--- What is needed ---
What lines in the listing include "ScanLimits"? Return a copy of each.

--- Material provided ---
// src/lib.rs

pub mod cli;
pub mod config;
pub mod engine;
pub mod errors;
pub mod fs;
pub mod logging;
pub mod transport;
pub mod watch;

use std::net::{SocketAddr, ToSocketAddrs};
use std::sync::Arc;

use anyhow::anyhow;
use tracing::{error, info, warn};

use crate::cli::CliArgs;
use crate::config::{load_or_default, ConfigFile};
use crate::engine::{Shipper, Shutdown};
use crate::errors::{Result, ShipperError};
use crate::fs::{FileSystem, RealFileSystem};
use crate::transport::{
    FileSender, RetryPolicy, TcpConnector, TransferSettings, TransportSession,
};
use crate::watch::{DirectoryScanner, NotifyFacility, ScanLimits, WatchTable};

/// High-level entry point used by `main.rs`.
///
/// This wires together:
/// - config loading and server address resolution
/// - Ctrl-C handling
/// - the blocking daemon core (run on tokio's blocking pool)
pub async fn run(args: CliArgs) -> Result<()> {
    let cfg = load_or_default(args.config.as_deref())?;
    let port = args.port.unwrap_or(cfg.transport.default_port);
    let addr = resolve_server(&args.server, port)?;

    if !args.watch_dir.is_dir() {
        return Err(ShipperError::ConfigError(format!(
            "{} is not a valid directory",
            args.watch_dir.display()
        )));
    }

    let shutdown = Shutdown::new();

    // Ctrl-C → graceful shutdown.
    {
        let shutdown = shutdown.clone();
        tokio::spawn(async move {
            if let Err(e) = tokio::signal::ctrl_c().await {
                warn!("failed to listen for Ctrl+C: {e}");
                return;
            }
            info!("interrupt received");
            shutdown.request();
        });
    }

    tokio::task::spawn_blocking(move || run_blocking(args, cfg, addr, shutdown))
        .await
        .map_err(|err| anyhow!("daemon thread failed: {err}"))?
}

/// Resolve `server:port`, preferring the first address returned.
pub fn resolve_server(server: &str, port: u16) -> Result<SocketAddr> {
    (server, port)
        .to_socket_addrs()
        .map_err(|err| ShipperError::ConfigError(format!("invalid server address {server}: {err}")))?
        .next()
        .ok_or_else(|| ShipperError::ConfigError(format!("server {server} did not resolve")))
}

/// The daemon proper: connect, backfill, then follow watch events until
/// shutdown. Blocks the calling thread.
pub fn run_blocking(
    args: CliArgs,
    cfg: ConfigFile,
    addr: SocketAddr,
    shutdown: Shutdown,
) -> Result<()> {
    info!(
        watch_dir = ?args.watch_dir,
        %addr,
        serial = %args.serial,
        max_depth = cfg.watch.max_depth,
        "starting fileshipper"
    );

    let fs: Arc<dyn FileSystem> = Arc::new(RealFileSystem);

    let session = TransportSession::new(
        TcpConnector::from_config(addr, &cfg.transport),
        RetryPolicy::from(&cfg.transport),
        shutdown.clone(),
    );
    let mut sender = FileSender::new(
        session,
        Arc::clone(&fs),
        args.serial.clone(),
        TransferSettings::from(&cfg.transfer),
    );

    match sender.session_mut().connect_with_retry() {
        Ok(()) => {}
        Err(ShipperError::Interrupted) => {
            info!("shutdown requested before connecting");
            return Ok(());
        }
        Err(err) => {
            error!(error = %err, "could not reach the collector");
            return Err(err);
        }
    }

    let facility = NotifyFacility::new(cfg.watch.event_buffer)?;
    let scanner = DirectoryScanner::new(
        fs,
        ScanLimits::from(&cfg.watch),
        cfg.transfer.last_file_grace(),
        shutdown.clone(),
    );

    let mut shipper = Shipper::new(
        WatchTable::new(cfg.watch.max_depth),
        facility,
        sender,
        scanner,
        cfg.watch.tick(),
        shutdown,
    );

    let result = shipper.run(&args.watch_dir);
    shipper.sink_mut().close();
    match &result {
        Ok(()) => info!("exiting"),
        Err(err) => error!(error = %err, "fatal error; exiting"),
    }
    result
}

--- Exercise answer ---
use crate::watch::{DirectoryScanner, NotifyFacility, ScanLimits, WatchTable};
        ScanLimits::from(&cfg.watch),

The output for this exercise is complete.